-- PROBLEM STATEMENT --
Identify, in the records below, every line where the string "RequestStatus" appears, and copy each such line.

-- Stored items from a collection --
Content starts
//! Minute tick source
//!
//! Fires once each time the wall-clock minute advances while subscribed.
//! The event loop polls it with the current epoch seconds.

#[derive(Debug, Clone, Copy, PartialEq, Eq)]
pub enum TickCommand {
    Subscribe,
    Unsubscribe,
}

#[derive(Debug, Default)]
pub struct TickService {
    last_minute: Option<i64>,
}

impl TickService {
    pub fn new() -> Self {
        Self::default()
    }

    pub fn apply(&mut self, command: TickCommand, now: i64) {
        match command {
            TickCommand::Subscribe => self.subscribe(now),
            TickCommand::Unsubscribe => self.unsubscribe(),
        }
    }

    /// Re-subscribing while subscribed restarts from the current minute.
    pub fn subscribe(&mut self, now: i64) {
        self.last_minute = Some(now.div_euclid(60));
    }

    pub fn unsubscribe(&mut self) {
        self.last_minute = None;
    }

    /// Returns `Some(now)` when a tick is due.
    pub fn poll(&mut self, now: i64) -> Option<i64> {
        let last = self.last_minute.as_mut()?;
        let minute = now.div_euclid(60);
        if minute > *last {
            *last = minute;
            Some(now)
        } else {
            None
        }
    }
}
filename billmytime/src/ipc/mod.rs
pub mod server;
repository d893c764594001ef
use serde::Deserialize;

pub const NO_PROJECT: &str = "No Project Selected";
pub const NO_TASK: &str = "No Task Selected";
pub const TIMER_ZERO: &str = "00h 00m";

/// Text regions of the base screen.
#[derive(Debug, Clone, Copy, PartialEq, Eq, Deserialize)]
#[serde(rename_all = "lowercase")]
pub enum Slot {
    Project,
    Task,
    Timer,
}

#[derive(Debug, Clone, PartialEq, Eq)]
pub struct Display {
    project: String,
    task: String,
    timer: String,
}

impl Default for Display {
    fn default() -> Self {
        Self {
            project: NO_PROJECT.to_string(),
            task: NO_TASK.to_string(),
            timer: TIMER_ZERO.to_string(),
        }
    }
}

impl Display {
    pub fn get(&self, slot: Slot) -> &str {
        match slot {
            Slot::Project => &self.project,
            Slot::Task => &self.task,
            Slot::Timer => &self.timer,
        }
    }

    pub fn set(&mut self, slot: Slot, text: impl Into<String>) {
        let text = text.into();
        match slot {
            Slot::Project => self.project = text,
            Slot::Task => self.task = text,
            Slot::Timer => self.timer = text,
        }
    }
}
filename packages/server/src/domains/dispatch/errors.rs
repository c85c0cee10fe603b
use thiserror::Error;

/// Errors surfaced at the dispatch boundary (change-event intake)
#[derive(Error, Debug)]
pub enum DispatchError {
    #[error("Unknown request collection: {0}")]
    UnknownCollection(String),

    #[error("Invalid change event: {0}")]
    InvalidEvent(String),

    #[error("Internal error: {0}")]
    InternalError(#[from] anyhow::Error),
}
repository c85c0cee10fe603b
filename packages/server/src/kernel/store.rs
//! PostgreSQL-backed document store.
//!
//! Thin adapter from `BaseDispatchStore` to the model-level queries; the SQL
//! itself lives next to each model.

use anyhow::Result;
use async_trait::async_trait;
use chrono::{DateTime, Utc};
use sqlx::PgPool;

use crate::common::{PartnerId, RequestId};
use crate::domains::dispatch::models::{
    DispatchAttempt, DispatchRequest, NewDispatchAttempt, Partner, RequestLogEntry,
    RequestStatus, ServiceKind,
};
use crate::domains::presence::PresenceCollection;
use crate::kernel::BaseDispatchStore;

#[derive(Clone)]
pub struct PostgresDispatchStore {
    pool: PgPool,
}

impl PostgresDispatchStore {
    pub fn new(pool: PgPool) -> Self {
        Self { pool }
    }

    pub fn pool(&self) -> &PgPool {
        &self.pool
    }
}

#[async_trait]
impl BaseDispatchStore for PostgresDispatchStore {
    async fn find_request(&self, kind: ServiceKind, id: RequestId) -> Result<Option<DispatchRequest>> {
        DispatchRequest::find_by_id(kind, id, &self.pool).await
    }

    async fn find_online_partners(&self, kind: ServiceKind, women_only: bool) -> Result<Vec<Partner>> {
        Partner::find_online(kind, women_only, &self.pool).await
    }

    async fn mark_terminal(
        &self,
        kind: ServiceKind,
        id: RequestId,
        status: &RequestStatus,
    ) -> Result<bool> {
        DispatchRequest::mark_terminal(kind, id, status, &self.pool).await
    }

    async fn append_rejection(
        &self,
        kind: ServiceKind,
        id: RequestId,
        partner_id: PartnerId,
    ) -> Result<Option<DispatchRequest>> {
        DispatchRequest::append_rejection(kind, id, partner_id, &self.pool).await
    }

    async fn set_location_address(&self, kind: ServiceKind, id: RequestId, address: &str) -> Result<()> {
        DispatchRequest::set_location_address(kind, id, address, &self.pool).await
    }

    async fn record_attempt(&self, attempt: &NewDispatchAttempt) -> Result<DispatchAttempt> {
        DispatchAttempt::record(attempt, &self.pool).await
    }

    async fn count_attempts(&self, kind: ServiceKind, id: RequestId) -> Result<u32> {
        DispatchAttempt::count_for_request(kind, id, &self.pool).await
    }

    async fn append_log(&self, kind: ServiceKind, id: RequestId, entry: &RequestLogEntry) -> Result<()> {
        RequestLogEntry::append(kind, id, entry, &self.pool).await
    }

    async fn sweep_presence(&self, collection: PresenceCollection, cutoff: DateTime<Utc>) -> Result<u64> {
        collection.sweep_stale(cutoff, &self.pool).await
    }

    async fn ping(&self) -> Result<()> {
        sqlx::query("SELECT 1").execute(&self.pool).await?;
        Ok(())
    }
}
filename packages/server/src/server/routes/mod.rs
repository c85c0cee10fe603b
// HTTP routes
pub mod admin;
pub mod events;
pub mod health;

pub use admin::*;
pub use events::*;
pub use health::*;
Content ends
-- ANSWER TO THE PROBLEM --
    RequestStatus, ServiceKind,
        status: &RequestStatus,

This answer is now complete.